The author wrote about how our ancestors were closer to spirituality and their inner selves and how much ceremony plays into that. This all makes me think about symbols and metaphors and how ceremonies cover these things. For example, I really am not a big funeral fan. It doesn't do anything for me. I understand how some people need to gather and talk about the person and mourn together, but it just has never done much for me. I even felt slightly inappropriate because I couldn't help myself from smiling a lot at people at my grandmother's funeral, because I am just used to smiling at people usually. I also wanted to laugh to myself because everything felt so, oh I don't know, movie-ish, it was almost comically depressing. It just really didn't have a lot of meaning to me. Though when I went to the burial, it was completely different. I had more emotion and was able to take that ceremony much more seriously.

Listening to the preacher say the final words over her casket and laying the flower on her casket and watching them lower her into the ground, that meant so much more to me.

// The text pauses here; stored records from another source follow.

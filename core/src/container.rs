//! A container holding a swappable data source behind one continuous change stream.
//!
//! Downstream subscribers see a single `Reset` when they subscribe, and from then on only batches.
//! Replacing the active source does not reset anyone: the container reconciles its last known
//! items against the new source's initial state exactly the way a [`FeedSubscription`] reconciles a
//! reset against an upstream initial, and forwards the difference as an ordinary batch.
//!
//! Batches reach each subscriber whole. Releasing a subscription from another thread waits for a
//! batch in flight to finish, and a subscription released from inside its own callback is closed
//! once the current batch has ended. Listeners of a container must not subscribe to it or swap its
//! source from inside their callback.
//!
//! [`FeedSubscription`]: crate::reconciler::FeedSubscription

use std::sync::atomic::{AtomicBool, Ordering};
use std::sync::{Arc, Condvar, Mutex, MutexGuard, RwLock, Weak};
use std::thread::ThreadId;

use hottake_signals::{
    broadcast::{Broadcast, ListenerGuard},
    Release, Subscribe, SubscribeListener, SubscriptionGuard,
};
use tracing::{debug, trace, warn};

use crate::{
    changes::{BatchBuilder, ChangeEvent, ChangeKind, StreamItem},
    config::ReconcileConfig,
    datasource::DataSource,
    diff::diff,
    reconciler::{is_delivering_here, DeliveringGuard},
    snapshot::{Item, Snapshot},
    stream::{ChangeStream, StreamOrigin},
};

pub struct Container<T: Item>(Arc<Inner<T>>);

struct Inner<T: Item> {
    config: ReconcileConfig,
    // also serializes swaps
    source: Mutex<Arc<dyn DataSource<T>>>,
    upstream: Mutex<Option<SubscriptionGuard>>,
    // held while an upstream item is processed and forwarded, and while a downstream subscriber is
    // added, so every subscriber sees its reset followed by exactly the batches after it
    feed: Mutex<Feed>,
    // signalled whenever a forwarded batch ends
    idle: Condvar,
    delivering: Mutex<Option<ThreadId>>,
    items: RwLock<Snapshot<T>>,
    broadcast: Broadcast<StreamItem<T>>,
}

struct Feed {
    /// Bumped on every attach; items from older sources are discarded
    generation: u64,
    /// The attached source has not delivered its reset yet
    awaiting_reset: bool,
    /// No source has ever delivered a reset
    pristine: bool,
    /// A batch has been forwarded up to its `BeginBatch` but not its `EndBatch`
    in_batch: bool,
}

impl<T: Item> Container<T> {
    pub fn new(source: impl DataSource<T> + 'static) -> Self { Self::with_config(source, ReconcileConfig::default()) }

    pub fn with_config(source: impl DataSource<T> + 'static, config: ReconcileConfig) -> Self {
        let source: Arc<dyn DataSource<T>> = Arc::new(source);
        let inner = Arc::new(Inner {
            config,
            source: Mutex::new(source.clone()),
            upstream: Mutex::new(None),
            feed: Mutex::new(Feed { generation: 0, awaiting_reset: false, pristine: true, in_batch: false }),
            idle: Condvar::new(),
            delivering: Mutex::new(None),
            items: RwLock::new(Snapshot::empty()),
            broadcast: Broadcast::new(),
        });
        inner.attach(&*source);
        Self(inner)
    }

    /// The container's current contents
    pub fn items(&self) -> Snapshot<T> { self.0.items() }

    pub fn source(&self) -> Arc<dyn DataSource<T>> { lock(&self.0.source).clone() }

    /// Replaces the active source.
    ///
    /// The old source's registration is released before this returns, and nothing it reports
    /// afterwards reaches downstream. If the new source's contents differ from the current items,
    /// downstream subscribers receive one batch describing the difference.
    pub fn set_source(&self, source: impl DataSource<T> + 'static) {
        let source: Arc<dyn DataSource<T>> = Arc::new(source);
        let mut active = lock(&self.0.source);
        *active = source.clone();

        let previous = lock(&self.0.upstream).take();
        // waits for an in-flight batch from the old source to finish
        drop(previous);

        debug!(items = self.0.items().len(), "swapping container source");
        self.0.attach(&*source);
    }

    /// Changes of the container's contents, continuous across source swaps
    pub fn changes(&self) -> ChangeStream<T> { ChangeStream::new(Arc::new(Downstream(self.0.clone()))) }

    /// Number of registered downstream subscribers
    pub fn subscriber_count(&self) -> usize { self.0.broadcast.listener_count() }
}

impl<T: Item> Clone for Container<T> {
    fn clone(&self) -> Self { Self(self.0.clone()) }
}

impl<T: Item> DataSource<T> for Container<T> {
    fn items(&self) -> Snapshot<T> { self.0.items() }

    fn mutations(&self) -> ChangeStream<T> { self.changes() }
}

impl<T: Item> Inner<T> {
    fn items(&self) -> Snapshot<T> { self.items.read().unwrap_or_else(|e| e.into_inner()).clone() }

    fn set_items(&self, items: Snapshot<T>) { *self.items.write().unwrap_or_else(|e| e.into_inner()) = items; }

    fn attach(self: &Arc<Self>, source: &dyn DataSource<T>) {
        let generation = {
            let mut feed = lock(&self.feed);
            feed.generation += 1;
            feed.awaiting_reset = true;
            feed.in_batch = false;
            feed.generation
        };
        self.idle.notify_all();
        trace!(generation, "attaching source");

        let weak: Weak<Self> = Arc::downgrade(self);
        let guard = source.mutations().subscribe(move |item: StreamItem<T>| {
            if let Some(inner) = weak.upgrade() {
                inner.on_upstream(generation, item);
            }
        });
        *lock(&self.upstream) = Some(guard);
    }

    fn on_upstream(&self, generation: u64, item: StreamItem<T>) {
        let mut feed = lock(&self.feed);
        if feed.generation != generation {
            trace!(generation, current = feed.generation, "discarding item from a replaced source");
            return;
        }
        let _delivering = DeliveringGuard::enter(&self.delivering);

        match item {
            Ok(event) if feed.awaiting_reset && event.change == ChangeKind::Reset => {
                feed.awaiting_reset = false;
                let incoming = event.source;
                if std::mem::replace(&mut feed.pristine, false) {
                    trace!(items = incoming.len(), "adopting initial contents");
                    self.set_items(incoming);
                    return;
                }

                let current = self.items();
                if current == incoming {
                    trace!("new source matches current contents");
                    return;
                }
                let d = diff(&current, &incoming, self.config.replace);
                debug!(deleted = d.deleted.len(), inserted = d.inserted.len(), "reconciling swapped source");
                self.set_items(incoming.clone());
                for event in BatchBuilder::new(incoming).delete(d.deleted).insert(d.inserted).finish() {
                    self.broadcast.send(Ok(event));
                }
            }
            Ok(event) => {
                let ends = match event.change {
                    ChangeKind::BeginBatch => {
                        feed.in_batch = true;
                        false
                    }
                    ChangeKind::EndBatch => true,
                    _ => false,
                };
                self.set_items(event.source.clone());
                self.broadcast.send(Ok(event));
                if ends {
                    feed.in_batch = false;
                    self.idle.notify_all();
                }
            }
            Err(err) => {
                warn!(%err, subscribers = self.broadcast.listener_count(), "container source failed");
                self.broadcast.send(Err(err));
                self.broadcast.clear();
                feed.in_batch = false;
                self.idle.notify_all();
            }
        }
    }

    /// Locks the feed once no forwarded batch is open
    fn lock_idle(&self) -> MutexGuard<'_, Feed> {
        self.idle.wait_while(lock(&self.feed), |feed| feed.in_batch).unwrap_or_else(|e| e.into_inner())
    }
}

struct Downstream<T: Item>(Arc<Inner<T>>);

impl<T: Item> StreamOrigin<T> for Downstream<T> {
    fn open(&self, listener: SubscribeListener<StreamItem<T>>) -> SubscriptionGuard {
        let _feed = lock(&self.0.feed);
        let _delivering = DeliveringGuard::enter(&self.0.delivering);
        listener(Ok(ChangeEvent::reset(self.0.items())));

        let subscriber = Arc::new(Subscriber {
            container: Arc::downgrade(&self.0),
            listener,
            disposed: AtomicBool::new(false),
            in_batch: AtomicBool::new(false),
            registration: Mutex::new(None),
        });
        let target = subscriber.clone();
        let registration = self.0.broadcast.listen(move |item: StreamItem<T>| target.deliver(item));
        *lock(&subscriber.registration) = Some(registration);
        SubscriptionGuard::new(subscriber)
    }
}

/// One downstream subscription. Only ever sees whole batches.
struct Subscriber<T: Item> {
    container: Weak<Inner<T>>,
    listener: SubscribeListener<StreamItem<T>>,
    disposed: AtomicBool,
    // this subscriber has seen a BeginBatch without its EndBatch
    in_batch: AtomicBool,
    registration: Mutex<Option<ListenerGuard<StreamItem<T>>>>,
}

impl<T: Item> Subscriber<T> {
    fn deliver(&self, item: StreamItem<T>) {
        let in_batch = self.in_batch.load(Ordering::SeqCst);
        if self.disposed.load(Ordering::SeqCst) && !in_batch {
            return;
        }
        if let Ok(event) = &item {
            match event.change {
                ChangeKind::BeginBatch => self.in_batch.store(true, Ordering::SeqCst),
                ChangeKind::EndBatch => self.in_batch.store(false, Ordering::SeqCst),
                _ => {}
            }
        }
        (self.listener)(item);
        if self.disposed.load(Ordering::SeqCst) && !self.in_batch.load(Ordering::SeqCst) {
            // released from inside the callback; the batch it was in is now closed
            self.detach();
        }
    }

    fn detach(&self) {
        let registration = lock(&self.registration).take();
        drop(registration);
    }
}

impl<T: Item> Release for Subscriber<T> {
    fn release(&self) {
        if self.disposed.swap(true, Ordering::SeqCst) {
            return;
        }
        match self.container.upgrade() {
            Some(inner) if is_delivering_here(&inner.delivering) => {
                // deliver() detaches once the current batch is closed
                if !self.in_batch.load(Ordering::SeqCst) {
                    self.detach();
                }
            }
            Some(inner) => {
                // a batch in flight on another thread is allowed to finish first
                let _feed = inner.lock_idle();
                self.detach();
            }
            None => self.detach(),
        }
        trace!("container subscriber released");
    }
}

fn lock<T: ?Sized>(mutex: &Mutex<T>) -> MutexGuard<'_, T> { mutex.lock().unwrap_or_else(|e| e.into_inner()) }
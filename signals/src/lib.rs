/*!
Listener plumbing for HotTake change feeds.

- [`Broadcast`](broadcast::Broadcast) fans a value out to every registered listener, synchronously
  and in registration order. Listeners are invoked without any broadcast lock held, so a listener
  may register or drop listeners (itself included) while being called.
- [`ListenerGuard`](broadcast::ListenerGuard) and [`SubscriptionGuard`] unregister on drop, or
  earlier through [`Release::release`].
- [`Subscribe`] is the porcelain trait for anything that yields a sequence of values. Closures,
  `std::sync::mpsc::Sender` and (with the `tokio` feature) `tokio::sync::mpsc::UnboundedSender`
  can all be used as listeners.

```rust
use hottake_signals::{broadcast::Broadcast, Release};

let broadcast = Broadcast::new();
let guard = broadcast.listen(|value: u32| println!("got {value}"));
broadcast.send(1); // got 1
guard.release();
broadcast.send(2); // nobody listening
```
*/

pub mod broadcast;
pub mod porcelain;
mod release;

pub use porcelain::subscribe::{DynSubscribe, IntoSubscribeListener, Subscribe, SubscribeListener, SubscriptionGuard};
pub use release::Release;
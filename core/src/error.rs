//! Error types surfaced on a change stream.
//!
//! Every error is terminal for the subscription it is delivered on: it is the last item a listener
//! will ever receive from that subscription.

use thiserror::Error;

/// An upstream notification sequence that breaks the Initial-then-Updates contract.
///
/// These indicate a bug in the change feed source, not a runtime condition a consumer can fix.
#[derive(Debug, Clone, Copy, PartialEq, Eq, Error)]
pub enum ProtocolViolation {
    #[error("upstream delivered a second initial notification")]
    DuplicateInitial,

    #[error("upstream delivered an update before its initial notification")]
    UpdateBeforeInitial,
}

#[derive(Debug, Clone, PartialEq, Eq, Error)]
pub enum FeedError {
    /// The change feed source reported a failure (eg. its backing store could not be opened)
    #[error("upstream failure: {reason}")]
    Upstream { reason: String },

    /// The change feed source misbehaved
    #[error("protocol violation: {0}")]
    Protocol(#[from] ProtocolViolation),
}

impl FeedError {
    pub fn upstream(reason: impl Into<String>) -> Self { Self::Upstream { reason: reason.into() } }

    /// True when the error indicates a bug in the upstream source rather than a runtime failure
    pub fn is_protocol_violation(&self) -> bool { matches!(self, Self::Protocol(_)) }
}
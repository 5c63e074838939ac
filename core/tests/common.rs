use tracing::Level;

use hottake_core::{ChangeKind, StreamItem};
use std::sync::{Arc, Mutex};

// Initialize tracing for tests
#[ctor::ctor]
fn init_tracing() { tracing_subscriber::fmt().with_max_level(Level::INFO).with_test_writer().init(); }

/// A listener recording every item it receives, and a check draining what was recorded so far
#[allow(unused)]
pub fn change_watcher<T: Send + Sync + 'static>(
) -> (Box<dyn Fn(StreamItem<T>) + Send + Sync>, Box<dyn Fn() -> Vec<StreamItem<T>> + Send + Sync>) {
    let items = Arc::new(Mutex::new(Vec::new()));
    let watcher = {
        let items = items.clone();
        Box::new(move |item: StreamItem<T>| {
            items.lock().unwrap().push(item);
        })
    };

    let check = Box::new(move || items.lock().unwrap().drain(..).collect());

    (watcher, check)
}

/// Kinds of a list of items, panicking on a failure
#[allow(unused)]
pub fn kinds<T>(items: &[StreamItem<T>]) -> Vec<ChangeKind> {
    items.iter().map(|item| item.as_ref().expect("unexpected failure").change.clone()).collect()
}

/// Applies the structural events of `items` to a local copy, the way a list view would.
///
/// A reset replaces everything. Within a batch, deletes are applied first in descending order
/// against the pre-change copy, then inserts and updates read their values from the event's snapshot.
#[allow(unused)]
pub fn replay<T: Clone>(mirror: &mut Vec<T>, items: &[StreamItem<T>]) {
    let mut pending = Vec::new();
    for item in items {
        let event = item.as_ref().expect("unexpected failure");
        match &event.change {
            ChangeKind::Reset => *mirror = event.source.to_vec(),
            ChangeKind::BeginBatch => pending.clear(),
            ChangeKind::Insert(_) | ChangeKind::Delete(_) | ChangeKind::Update(_) => pending.push(event),
            ChangeKind::EndBatch => {
                for event in pending.iter().filter(|e| matches!(e.change, ChangeKind::Delete(_))) {
                    for &index in event.indices().into_iter().flatten().rev() {
                        mirror.remove(index);
                    }
                }
                for event in pending.iter().filter(|e| matches!(e.change, ChangeKind::Insert(_))) {
                    for &index in event.indices().into_iter().flatten() {
                        mirror.insert(index, event.source[index].clone());
                    }
                }
                for event in pending.iter().filter(|e| matches!(e.change, ChangeKind::Update(_))) {
                    for &index in event.indices().into_iter().flatten() {
                        mirror[index] = event.source[index].clone();
                    }
                }
                pending.clear();
            }
        }
    }
}
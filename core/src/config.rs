/// How a divergent snapshot is reconciled when no structural diff is available: the upstream's
/// initial notification disagreeing with the reset already shown, or a container swapping sources.
#[derive(Debug, Clone, Copy, PartialEq, Eq, Default)]
pub enum ReplaceStrategy {
    /// Delete every old position, then insert every new position
    #[default]
    Full,
    /// Keep the longest common prefix, then the longest common suffix of what remains, and replace
    /// only the window between them. Moved elements are never detected.
    TrimCommonEnds,
}

#[derive(Debug, Clone, Default)]
pub struct ReconcileConfig {
    pub replace: ReplaceStrategy,
}

impl ReconcileConfig {
    pub fn new() -> Self { Self::default() }

    pub fn with_replace(mut self, replace: ReplaceStrategy) -> Self {
        self.replace = replace;
        self
    }
}
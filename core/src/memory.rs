//! An in-memory, change-notifying collection.
//!
//! [`MemoryCollection`] behaves like a storage engine's live query result: every mutation is committed
//! immediately and reported to registered listeners as one [`Notification::Update`], and each new
//! registration first receives a [`Notification::Initial`] describing the state at the moment it is
//! delivered. In [`Delivery::Deferred`] mode nothing is delivered until [`MemoryCollection::flush`],
//! which makes it possible to mutate the collection between a subscriber's synchronous snapshot and
//! its initial notification.
//!
//! Notifications are delivered without any internal lock held, one at a time: a mutation made from
//! inside a listener is queued and delivered after the current notification returns.

use std::collections::{BTreeMap, BTreeSet, VecDeque};
use std::sync::{Arc, Mutex, MutexGuard, Weak};

use thiserror::Error;
use tracing::{debug, trace};

use crate::{
    feed::{ChangeFeedSource, FeedToken, Notification, NotificationCallback},
    snapshot::{Item, Snapshot},
};

#[derive(Debug, Clone, Copy, PartialEq, Eq, Default)]
pub enum Delivery {
    /// Deliver as part of the call that caused the notification
    #[default]
    Immediate,
    /// Queue until [`MemoryCollection::flush`]
    Deferred,
}

#[derive(Debug, Clone, PartialEq, Eq, Error)]
pub enum MemoryError {
    #[error("index {index} out of bounds for collection of length {len}")]
    OutOfBounds { index: usize, len: usize },

    #[error("collection has failed: {0}")]
    Failed(String),
}

pub struct MemoryCollection<T>(Arc<Inner<T>>);

impl<T> Clone for MemoryCollection<T> {
    fn clone(&self) -> Self { Self(self.0.clone()) }
}

struct Inner<T> {
    state: Mutex<State<T>>,
}

struct State<T> {
    items: Snapshot<T>,
    delivery: Delivery,
    failure: Option<String>,
    registrations: BTreeMap<u64, Registration<T>>,
    next_id: u64,
    draining: bool,
}

struct Registration<T> {
    callback: Arc<NotificationCallback<T>>,
    initial_pending: bool,
    queue: VecDeque<Notification<T>>,
}

impl<T: Item + Clone> MemoryCollection<T> {
    pub fn new(items: impl IntoIterator<Item = T>) -> Self { Self::with_delivery(items, Delivery::Immediate) }

    /// A collection whose notifications wait for [`flush`](Self::flush)
    pub fn deferred(items: impl IntoIterator<Item = T>) -> Self { Self::with_delivery(items, Delivery::Deferred) }

    pub fn with_delivery(items: impl IntoIterator<Item = T>, delivery: Delivery) -> Self {
        Self(Arc::new(Inner {
            state: Mutex::new(State {
                items: items.into_iter().collect(),
                delivery,
                failure: None,
                registrations: BTreeMap::new(),
                next_id: 0,
                draining: false,
            }),
        }))
    }

    pub fn items(&self) -> Snapshot<T> { self.0.lock().items.clone() }

    pub fn len(&self) -> usize { self.0.lock().items.len() }

    pub fn is_empty(&self) -> bool { self.0.lock().items.is_empty() }

    pub fn delivery(&self) -> Delivery { self.0.lock().delivery }

    /// Switching to immediate delivery flushes anything already queued
    pub fn set_delivery(&self, delivery: Delivery) {
        self.0.lock().delivery = delivery;
        if delivery == Delivery::Immediate {
            self.flush();
        }
    }

    /// Number of registrations
    pub fn listener_count(&self) -> usize { self.0.lock().registrations.len() }

    /// Notifications (initial ones included) not yet delivered
    pub fn pending(&self) -> usize {
        let state = self.0.lock();
        state.registrations.values().map(|r| r.queue.len() + usize::from(r.initial_pending)).sum()
    }

    /// Delivers every queued notification, including any queued by listeners while flushing
    pub fn flush(&self) { Inner::drain(&self.0) }

    pub fn push(&self, item: T) -> Result<(), MemoryError> {
        self.commit(|items| {
            items.push(item);
            Ok((Changes::inserted([items.len() - 1]), ()))
        })
    }

    pub fn extend(&self, new_items: impl IntoIterator<Item = T>) -> Result<(), MemoryError> {
        self.commit(|items| {
            let start = items.len();
            items.extend(new_items);
            Ok((Changes::inserted(start..items.len()), ()))
        })
    }

    pub fn insert(&self, index: usize, item: T) -> Result<(), MemoryError> {
        self.commit(|items| {
            if index > items.len() {
                return Err(MemoryError::OutOfBounds { index, len: items.len() });
            }
            items.insert(index, item);
            Ok((Changes::inserted([index]), ()))
        })
    }

    pub fn remove(&self, index: usize) -> Result<T, MemoryError> {
        self.commit(|items| {
            if index >= items.len() {
                return Err(MemoryError::OutOfBounds { index, len: items.len() });
            }
            Ok((Changes::deleted([index]), items.remove(index)))
        })
    }

    /// Modifies the item at `index` in place, returning the previous value
    pub fn set(&self, index: usize, item: T) -> Result<T, MemoryError> {
        self.commit(|items| {
            let len = items.len();
            let slot = items.get_mut(index).ok_or(MemoryError::OutOfBounds { index, len })?;
            Ok((Changes::modified([index]), std::mem::replace(slot, item)))
        })
    }

    /// Removes every item for which `keep` returns false, in one notification
    pub fn retain(&self, mut keep: impl FnMut(&T) -> bool) -> Result<(), MemoryError> {
        self.commit(|items| {
            let mut deleted = BTreeSet::new();
            let mut index = 0;
            items.retain(|item| {
                let kept = keep(item);
                if !kept {
                    deleted.insert(index);
                }
                index += 1;
                kept
            });
            Ok((Changes { deleted, ..Default::default() }, ()))
        })
    }

    pub fn clear(&self) -> Result<(), MemoryError> {
        self.commit(|items| {
            let deleted = 0..items.len();
            items.clear();
            Ok((Changes::deleted(deleted), ()))
        })
    }

    /// Replaces the whole contents in one notification (every old position deleted, every new one inserted)
    pub fn replace_all(&self, new_items: impl IntoIterator<Item = T>) -> Result<(), MemoryError> {
        self.commit(|items| {
            let deleted = (0..items.len()).collect();
            items.clear();
            items.extend(new_items);
            Ok((Changes { deleted, inserted: (0..items.len()).collect(), ..Default::default() }, ()))
        })
    }

    /// Commits a write that changes nothing. Listeners still receive an (empty) update.
    pub fn touch(&self) -> Result<(), MemoryError> { self.commit(|_| Ok((Changes::default(), ()))) }

    /// Puts the collection into a failed state: every registration receives `Failure(reason)` in place
    /// of anything still queued and is then detached, and later registrations fail immediately.
    pub fn fail(&self, reason: impl Into<String>) {
        let reason = reason.into();
        {
            let mut state = self.0.lock();
            debug!(%reason, registrations = state.registrations.len(), "memory collection failed");
            for registration in state.registrations.values_mut() {
                registration.initial_pending = false;
                registration.queue.clear();
                registration.queue.push_back(Notification::Failure(reason.clone()));
            }
            state.failure = Some(reason);
        }
        self.after_commit();
    }

    /// Applies `mutate` to a copy of the items and, if it succeeds, publishes the copy and queues one
    /// update per registration. Returns whatever `mutate` produced alongside its changes.
    fn commit<R>(&self, mutate: impl FnOnce(&mut Vec<T>) -> Result<(Changes, R), MemoryError>) -> Result<R, MemoryError> {
        let output = {
            let mut state = self.0.lock();
            if let Some(reason) = &state.failure {
                return Err(MemoryError::Failed(reason.clone()));
            }
            let mut items = state.items.to_vec();
            let (changes, output) = mutate(&mut items)?;
            let snapshot = Snapshot::from(items);
            trace!(
                len = snapshot.len(),
                inserted = changes.inserted.len(),
                deleted = changes.deleted.len(),
                modified = changes.modified.len(),
                "commit"
            );
            for registration in state.registrations.values_mut() {
                // a pending initial will already reflect this write
                if !registration.initial_pending {
                    registration.queue.push_back(Notification::Update {
                        snapshot: snapshot.clone(),
                        deleted: changes.deleted.clone(),
                        inserted: changes.inserted.clone(),
                        modified: changes.modified.clone(),
                    });
                }
            }
            state.items = snapshot;
            output
        };
        self.after_commit();
        Ok(output)
    }

    fn after_commit(&self) {
        if self.delivery() == Delivery::Immediate {
            self.flush();
        }
    }
}

impl<T> Inner<T> {
    fn lock(&self) -> MutexGuard<'_, State<T>> { self.state.lock().unwrap_or_else(|e| e.into_inner()) }

    fn drain(this: &Arc<Self>) {
        {
            let mut state = this.lock();
            if state.draining {
                // the outer drain loop will pick up whatever was queued
                return;
            }
            state.draining = true;
        }
        let _draining = DrainGuard(this);

        while let Some((callback, notification)) = this.next_notification() {
            callback(notification);
        }
    }

    /// Pops the next deliverable notification, in registration order
    fn next_notification(&self) -> Option<(Arc<NotificationCallback<T>>, Notification<T>)> {
        let mut state = self.lock();
        let State { items, registrations, .. } = &mut *state;

        let (&id, registration) = registrations.iter_mut().find(|(_, r)| r.initial_pending || !r.queue.is_empty())?;
        let notification = if registration.initial_pending {
            registration.initial_pending = false;
            Notification::Initial(items.clone())
        } else {
            registration.queue.pop_front()?
        };
        let callback = registration.callback.clone();
        if matches!(notification, Notification::Failure(_)) {
            registrations.remove(&id);
        }
        Some((callback, notification))
    }

    fn unregister(&self, id: u64) {
        if self.lock().registrations.remove(&id).is_some() {
            trace!(registration = id, "unregistered");
        }
    }
}

struct DrainGuard<'a, T>(&'a Arc<Inner<T>>);

impl<T> Drop for DrainGuard<'_, T> {
    fn drop(&mut self) { self.0.lock().draining = false; }
}

impl<T: Item + Clone> ChangeFeedSource<T> for MemoryCollection<T> {
    fn snapshot(&self) -> Snapshot<T> { self.items() }

    fn subscribe(&self, callback: NotificationCallback<T>) -> FeedToken {
        let id = {
            let mut state = self.0.lock();
            let id = state.next_id;
            state.next_id += 1;
            let mut registration = Registration { callback: Arc::new(callback), initial_pending: true, queue: VecDeque::new() };
            if let Some(reason) = &state.failure {
                registration.initial_pending = false;
                registration.queue.push_back(Notification::Failure(reason.clone()));
            }
            state.registrations.insert(id, registration);
            id
        };
        trace!(registration = id, "registered");
        self.after_commit();

        let weak: Weak<Inner<T>> = Arc::downgrade(&self.0);
        FeedToken::new(move || {
            if let Some(inner) = weak.upgrade() {
                inner.unregister(id);
            }
        })
    }
}

#[derive(Default)]
struct Changes {
    deleted: BTreeSet<usize>,
    inserted: BTreeSet<usize>,
    modified: BTreeSet<usize>,
}

impl Changes {
    fn inserted(indices: impl IntoIterator<Item = usize>) -> Self { Self { inserted: indices.into_iter().collect(), ..Default::default() } }

    fn deleted(indices: impl IntoIterator<Item = usize>) -> Self { Self { deleted: indices.into_iter().collect(), ..Default::default() } }

    fn modified(indices: impl IntoIterator<Item = usize>) -> Self { Self { modified: indices.into_iter().collect(), ..Default::default() } }
}
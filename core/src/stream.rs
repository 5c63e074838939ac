use std::sync::Arc;

use hottake_signals::{IntoSubscribeListener, Subscribe, SubscribeListener, SubscriptionGuard};

use crate::{
    changes::StreamItem,
    config::ReconcileConfig,
    feed::ChangeFeedSource,
    reconciler::FeedSubscription,
    snapshot::Item,
};

/// Anything a [`ChangeStream`] can be opened against.
///
/// Every call to `open` must create an independent subscription whose first item is a `Reset` of the
/// state at that moment.
pub trait StreamOrigin<T: Item>: Send + Sync {
    fn open(&self, listener: SubscribeListener<StreamItem<T>>) -> SubscriptionGuard;
}

/// A subscribable sequence of change events.
///
/// Each subscriber gets its own upstream registration and its own `Reset`; nothing is shared or
/// replayed between subscribers.
pub struct ChangeStream<T: Item>(Arc<dyn StreamOrigin<T>>);

impl<T: Item> ChangeStream<T> {
    pub fn new(origin: Arc<dyn StreamOrigin<T>>) -> Self { Self(origin) }

    /// A stream reconciling the notifications of `source`
    pub fn from_feed<S>(source: Arc<S>, config: ReconcileConfig) -> Self
    where S: ChangeFeedSource<T> + 'static {
        Self(Arc::new(FeedOrigin { source, config }))
    }
}

impl<T: Item> Clone for ChangeStream<T> {
    fn clone(&self) -> Self { Self(self.0.clone()) }
}

impl<T: Item> Subscribe<StreamItem<T>> for ChangeStream<T> {
    fn subscribe<F>(&self, listener: F) -> SubscriptionGuard
    where F: IntoSubscribeListener<StreamItem<T>> {
        self.0.open(listener.into_subscribe_listener())
    }
}

struct FeedOrigin<S> {
    source: Arc<S>,
    config: ReconcileConfig,
}

impl<T: Item, S: ChangeFeedSource<T>> StreamOrigin<T> for FeedOrigin<S> {
    fn open(&self, listener: SubscribeListener<StreamItem<T>>) -> SubscriptionGuard {
        SubscriptionGuard::new(FeedSubscription::start(&*self.source, listener, self.config.clone()))
    }
}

It was beautiful and I was able to let go and mourn properly. I watched my tears fall onto her casket in the ground as I leaned over to rail to look down at her for the last time. It was all very beautiful and very sad. But the words and their metaphors as well as the metaphor of lowering her body into the ground as a final goodbye was really amazing. I really believe it helped me process her death and allowed me to let go and find my peace with her spirit released into heaven. This week has really made me think more about ceremonies and how important they really are. To take away the importance of a ceremony takes away the higher connection it has to the inner self and the power of the universe. I think I may focus more on ceremonies and look deeper into their metaphors to understand their importance and how it can help my inner self and my connection to spirituality. Though that may be a more difficult task in today's society, but who doesn't enjoy a challenge?